• [TASK BRIEF]: Below are the records; copy each line in which "ElementType" occurs.

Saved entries
Segment Open

use tracing::debug;

use crate::screen::naming::{case_identifier, disambiguate_identifiers};
use crate::screen::patterns::PatternLibrary;
use crate::screen::screen_model::{ElementType, ScreenPosition, UiElement, VisualContext};
use crate::vision::heuristics::{
    HeuristicsConfig, area, check_alignment, determine_screen_position,
    has_contrasting_background, is_standard_interactive_size, is_within_interactive_object,
};
use crate::vision::vision_model::{AnnotateResult, ImageFrame, TextAnnotation};

/// Turns OCR output into UI elements using geometry and wording heuristics.
pub struct Classifier {
    pub config: HeuristicsConfig,
    patterns: PatternLibrary,
}

impl Default for Classifier {
    fn default() -> Self {
        Self::new(HeuristicsConfig::default())
    }
}

impl Classifier {
    pub fn new(config: HeuristicsConfig) -> Self {
        Self {
            config,
            patterns: PatternLibrary::default(),
        }
    }

    pub fn with_patterns(config: HeuristicsConfig, patterns: PatternLibrary) -> Self {
        Self { config, patterns }
    }

    pub fn patterns(&self) -> &PatternLibrary {
        &self.patterns
    }

    /// Classify every span of an annotate result, in input order, deduplicated.
    ///
    /// Span 0 aggregates the whole page text and is skipped.
    pub fn classify(&self, result: &AnnotateResult, frame: Option<ImageFrame>) -> Vec<UiElement> {
        let mut elements = Vec::new();

        for span in result.text_annotations.iter().skip(1) {
            let context = self.visual_context(span, result, frame);
            let text = span.description.trim();

            if !self.is_significant(text, &context) {
                continue;
            }

            if let Some(element_type) = self.classify_span(text, &context) {
                elements.push(UiElement {
                    element_type,
                    text: text.to_string(),
                    case_identifier: case_identifier(text, element_type),
                    bounds: span.bounds().clone(),
                    visual_context: context,
                });
            }
        }

        let before = elements.len();
        let mut elements = dedupe_elements(elements, self.config.duplicate_tolerance);
        disambiguate_identifiers(&mut elements);
        debug!(
            "classified {} spans into {} elements ({} duplicates dropped)",
            result.text_annotations.len().saturating_sub(1),
            elements.len(),
            before - elements.len()
        );
        elements
    }

    pub fn visual_context(
        &self,
        span: &TextAnnotation,
        result: &AnnotateResult,
        frame: Option<ImageFrame>,
    ) -> VisualContext {
        let bounds = span.bounds();
        let objects = &result.localized_object_annotations;

        VisualContext {
            has_distinct_background: has_contrasting_background(
                &area(bounds),
                result.image_properties_annotation.as_ref(),
                &self.config,
            ),
            is_in_button_like_object: is_within_interactive_object(
                bounds,
                objects,
                frame,
                &self.config,
            ),
            has_standard_size: is_standard_interactive_size(bounds, &self.config),
            is_aligned: check_alignment(bounds, objects, frame, &self.config),
            position: determine_screen_position(bounds, frame, &self.config),
        }
    }

    /// Noise filter: single characters and bare numbers never qualify.
    /// Otherwise a visual cue or interactive wording is enough.
    pub fn is_significant(&self, text: &str, context: &VisualContext) -> bool {
        if text.chars().count() <= 1 || text.chars().all(|c| c.is_ascii_digit()) {
            return false;
        }

        if context.has_distinct_background
            || context.is_in_button_like_object
            || context.has_standard_size
        {
            return true;
        }

        self.patterns.is_interactive_text(text)
    }

    /// Type by strict priority: button, then text field, then static text.
    pub fn classify_span(&self, text: &str, context: &VisualContext) -> Option<ElementType> {
        if self.is_button_like(text, context) {
            Some(ElementType::Button)
        } else if self.is_input_like(text, context) {
            Some(ElementType::TextField)
        } else if context.position == ScreenPosition::Header || text.chars().count() > 3 {
            Some(ElementType::StaticText)
        } else {
            None
        }
    }

    fn is_button_like(&self, text: &str, context: &VisualContext) -> bool {
        context.has_distinct_background
            || context.is_in_button_like_object
            || self.patterns.is_button_verb(text)
            || (context.has_standard_size && context.is_aligned)
    }

    fn is_input_like(&self, text: &str, context: &VisualContext) -> bool {
        self.patterns.is_input_keyword(text)
            || (context.position == ScreenPosition::Content && !context.has_distinct_background)
    }
}

/// Keep only the first occurrence of each text (ignoring case). An element is
/// dropped when any earlier input element, kept or not, has the same text and a
/// top edge closer than `tolerance`.
pub fn dedupe_elements(elements: Vec<UiElement>, tolerance: f64) -> Vec<UiElement> {
    let keep: Vec<bool> = elements
        .iter()
        .enumerate()
        .map(|(i, el)| {
            let text = el.text.to_lowercase();
            !elements[..i].iter().any(|earlier| {
                earlier.text.to_lowercase() == text && (earlier.top() - el.top()).abs() < tolerance
            })
        })
        .collect();

    elements
        .into_iter()
        .zip(keep)
        .filter_map(|(el, keep)| keep.then_some(el))
        .collect()
}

Segment Closed

• [RESULT FOR THIS EXERCISE]:
use crate::screen::screen_model::{ElementType, ScreenPosition, UiElement, VisualContext};
    pub fn classify_span(&self, text: &str, context: &VisualContext) -> Option<ElementType> {
            Some(ElementType::Button)
            Some(ElementType::TextField)
            Some(ElementType::StaticText)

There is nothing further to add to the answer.